1. Open `training/colab_notebook.ipynb` in Google Colab.
2. Runtime -> Change runtime type -> T4 GPU.
3. Run cells 1-4 to install dependencies and log in to Hugging Face.
4. Run a smoke training with 50-100 episodes.
5. Run the full training with 200 episodes when the smoke run looks good.
6. Generate replay JSONL and charts.
7. Commit `outputs/charts/*.png` and `outputs/trained_policy_replay.jsonl`.

## Why Replay Exists

The live Hugging Face Space should stay cheap and deterministic.
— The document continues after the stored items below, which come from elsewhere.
//! Hyperparameter search tests: best-trial selection, pruning and full
//! studies driven through the runtime.
//!
//! Run with: cargo test --test hpo

use std::time::Duration;

use serde_json::json;
use trainforge::config::OrchestratorConfig;
use trainforge::hpo::{
    Direction, HpoStudy, MedianPruner, OptimizeOptions, ParamDomain, Params, Pruner, PrunerKind,
    SamplerKind, SearchSpace, StudySpec, StudyStatus, Trial, TrialState,
};
use trainforge::Runtime;

fn search_space() -> SearchSpace {
    SearchSpace::new()
        .with_param(
            "learning_rate",
            ParamDomain::Float {
                low: 0.01,
                high: 0.3,
                log: true,
            },
        )
        .with_param("epochs", ParamDomain::Int { low: 2, high: 6 })
}

fn study_spec(name: &str, n_trials: usize, direction: Direction) -> StudySpec {
    StudySpec {
        tenant_id: "t1".into(),
        name: name.into(),
        model_type: "forecast".into(),
        search_space: search_space(),
        sampler: SamplerKind::Random,
        pruner: PrunerKind::None,
        direction,
        n_trials,
        objective_metric: "val_rmse".into(),
        training_config: json!({
            "feature_set": "basic",
            "start": "2024-01-01",
            "end": "2024-01-15"
        }),
        seed: Some(42),
    }
}

fn completed_trial(study: &HpoStudy, number: u64, curve: &[f64], value: f64) -> Trial {
    let mut trial = Trial::new(study.study_id, number, Params::new());
    for (step, v) in curve.iter().enumerate() {
        trial.report(step, *v).unwrap();
    }
    trial.complete(value).unwrap();
    trial
}

#[test]
fn test_best_trial_is_lowest_value_when_minimizing() {
    let mut study = HpoStudy::from_spec(study_spec("best", 4, Direction::Minimize));
    let trials: Vec<Trial> = [5.0, 3.2, 4.1, 4.9]
        .iter()
        .enumerate()
        .map(|(i, v)| completed_trial(&study, i as u64, &[], *v))
        .collect();

    for trial in &trials {
        study.consider(trial);
    }
    assert_eq!(study.best_value, Some(3.2));
    assert_eq!(study.best_trial_id, Some(trials[1].trial_id));
}

#[test]
fn test_best_trial_is_highest_value_when_maximizing() {
    let mut study = HpoStudy::from_spec(study_spec("best-max", 4, Direction::Maximize));
    let trials: Vec<Trial> = [5.0, 3.2, 4.1, 4.9]
        .iter()
        .enumerate()
        .map(|(i, v)| completed_trial(&study, i as u64, &[], *v))
        .collect();

    for trial in &trials {
        study.consider(trial);
    }
    assert_eq!(study.best_value, Some(5.0));
    assert_eq!(study.best_trial_id, Some(trials[0].trial_id));
}

#[test]
fn test_median_pruner_stops_lagging_trial() {
    let study = HpoStudy::from_spec(study_spec("prune", 4, Direction::Minimize));
    let history = vec![
        completed_trial(&study, 0, &[12.0, 11.0, 10.0], 9.5),
        completed_trial(&study, 1, &[10.0, 9.0, 8.0], 7.5),
        completed_trial(&study, 2, &[8.0, 7.0, 6.0], 5.5),
    ];
    let pruner = MedianPruner::new(1, 0);

    let mut lagging = Trial::new(study.study_id, 3, Params::new());
    for (step, v) in [11.0, 10.0, 20.0].iter().enumerate() {
        lagging.report(step, *v).unwrap();
    }
    assert!(pruner.should_prune(&lagging, &history, Direction::Minimize));

    let mut ahead = Trial::new(study.study_id, 4, Params::new());
    for (step, v) in [9.0, 8.0, 7.0].iter().enumerate() {
        ahead.report(step, *v).unwrap();
    }
    assert!(!pruner.should_prune(&ahead, &history, Direction::Minimize));
}

#[test]
fn test_median_pruner_stops_trial_behind_single_completed_curve() {
    let study = HpoStudy::from_spec(study_spec("prune-one", 4, Direction::Minimize));
    let history = vec![completed_trial(&study, 0, &[10.0, 8.0, 6.0], 6.0)];
    let pruner = MedianPruner::default();

    let mut trial = Trial::new(study.study_id, 1, Params::new());
    let mut pruned_at = None;
    for (step, v) in [20.0, 19.0, 18.0].iter().enumerate() {
        trial.report(step, *v).unwrap();
        if pruner.should_prune(&trial, &history, Direction::Minimize) {
            pruned_at = Some(step);
            break;
        }
    }
    assert!(matches!(pruned_at, Some(0) | Some(1)));
}

#[tokio::test]
async fn test_study_runs_and_records_best_trial() {
    let runtime = Runtime::in_memory(OrchestratorConfig::default())
        .await
        .unwrap();
    let optimizer = runtime.orchestrator.optimizer();

    let study_id = optimizer
        .create_study(study_spec("search", 4, Direction::Minimize))
        .await
        .unwrap();
    let outcome = optimizer
        .optimize(study_id, OptimizeOptions::new().with_parallelism(2))
        .await
        .unwrap();

    assert_eq!(outcome.trials_run, 4);
    assert_eq!(outcome.study.status, StudyStatus::Completed);

    let trials = optimizer.list_trials(study_id).await.unwrap();
    assert_eq!(trials.len(), 4);
    let mut numbers: Vec<u64> = trials.iter().map(|t| t.trial_number).collect();
    numbers.sort_unstable();
    assert_eq!(numbers, vec![0, 1, 2, 3]);

    let best_completed = trials
        .iter()
        .filter(|t| t.state == TrialState::Complete)
        .filter_map(|t| t.final_value)
        .fold(f64::INFINITY, f64::min);
    assert_eq!(outcome.study.best_value, Some(best_completed));
    assert_eq!(outcome.best_trial.final_value, Some(best_completed));
    for trial in &trials {
        let lr = trial.params.get("learning_rate").expect("sampled learning_rate");
        let lr = lr.as_f64().expect("float parameter");
        assert!((0.01..=0.3).contains(&lr));
    }
}

#[tokio::test]
async fn test_duplicate_study_name_is_rejected() {
    let runtime = Runtime::in_memory(OrchestratorConfig::default())
        .await
        .unwrap();
    let optimizer = runtime.orchestrator.optimizer();

    optimizer
        .create_study(study_spec("dup", 2, Direction::Minimize))
        .await
        .unwrap();
    assert!(optimizer
        .create_study(study_spec("dup", 2, Direction::Minimize))
        .await
        .is_err());
}

#[tokio::test]
async fn test_hpo_job_registers_promoted_model() {
    let runtime = Runtime::in_memory(
        OrchestratorConfig::default().with_poll_interval(Duration::from_millis(10)),
    )
    .await
    .unwrap();
    let orch = &runtime.orchestrator;
    orch.start().await.unwrap();

    let id = orch
        .create_job(
            "t2",
            "forecast",
            json!({
                "feature_set": "basic",
                "start": "2024-01-01",
                "end": "2024-01-15",
                "model_name": "load",
                "hyperparameters": {"epochs": 3},
                "search_space": {
                    "learning_rate": {"type": "float", "low": 0.01, "high": 0.3, "log": true}
                },
                "hpo": {"n_trials": 2, "sampler": "random", "pruner": "none"}
            }),
            trainforge::scheduler::JobPriority::Normal,
        )
        .await
        .unwrap();

    let job = orch.wait_for(id, Duration::from_secs(60)).await.unwrap();
    assert_eq!(job.result_model_id.as_deref(), Some("t2:load:v1"));
    assert_eq!(runtime.registry.len().await, 1);
    orch.shutdown().await.unwrap();
}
It should not
load Qwen or a LoRA adapter at runtime.

After Colab training, the notebook records the trained model's actions:

```json
{"task_type":"task3","seed":42,"step":7,"action":{"action_type":"verify","specialist_id":"S0"}}
```

The Space can replay those actions as a fourth policy called `GRPO`. If the
current seed is missing from the replay table, it falls back to the heuristic
and marks the row as a replay miss.

## Commands

Pre-training baseline:

```bash
python training/evaluate.py --episodes 30 --task all \
  --out outputs/eval_pre.json --no-plot
```

Train:

```bash
python training/train.py \
  --episodes 200 --task all --seed 0 \
  --model unsloth/Qwen2.5-1.5B-Instruct \
  --epochs 1 --batch-size 2 --learning-rate 5e-6 \
  --lora-rank 16 --max-seq-length 1024 \
  --output-dir training/sentinel_qwen15_grpo
```

Record replay:

```python
from training.replay import record_trained_actions

record_trained_actions(
    adapter_path="training/sentinel_qwen15_grpo",
    base_model="unsloth/Qwen2.5-1.5B-Instruct",
    tasks=["task1", "task2", "task3"],
    seeds=range(30),
    out_path="outputs/trained_policy_replay.jsonl",
)
```

Post-training replay eval:

```bash
python training/evaluate.py --episodes 30 --task all \
  --policies random,heuristic,oracle_lite,trained \
  --replay outputs/trained_policy_replay.jsonl \
  --out outputs/eval_post.json --no-plot
```

Generate charts:

```bash
python -m training.plots \
  --pre outputs/eval_pre.json \
  --post outputs/eval_post.json \
  --trainer-state training/sentinel_qwen15_grpo/trainer_state.json \
  --reward-report-task3 outputs/reward_report_task3_seed42.json \
  --cluster-health outputs/cluster_health_history.json \
  --out-dir outputs/charts
```

## Hugging Face Token Usage

Use a Hugging Face token in Colab for:

- downloading gated/private models if needed,
- uploading the LoRA adapter to your namespace,
- pushing final chart/replay artifacts if you commit from Colab.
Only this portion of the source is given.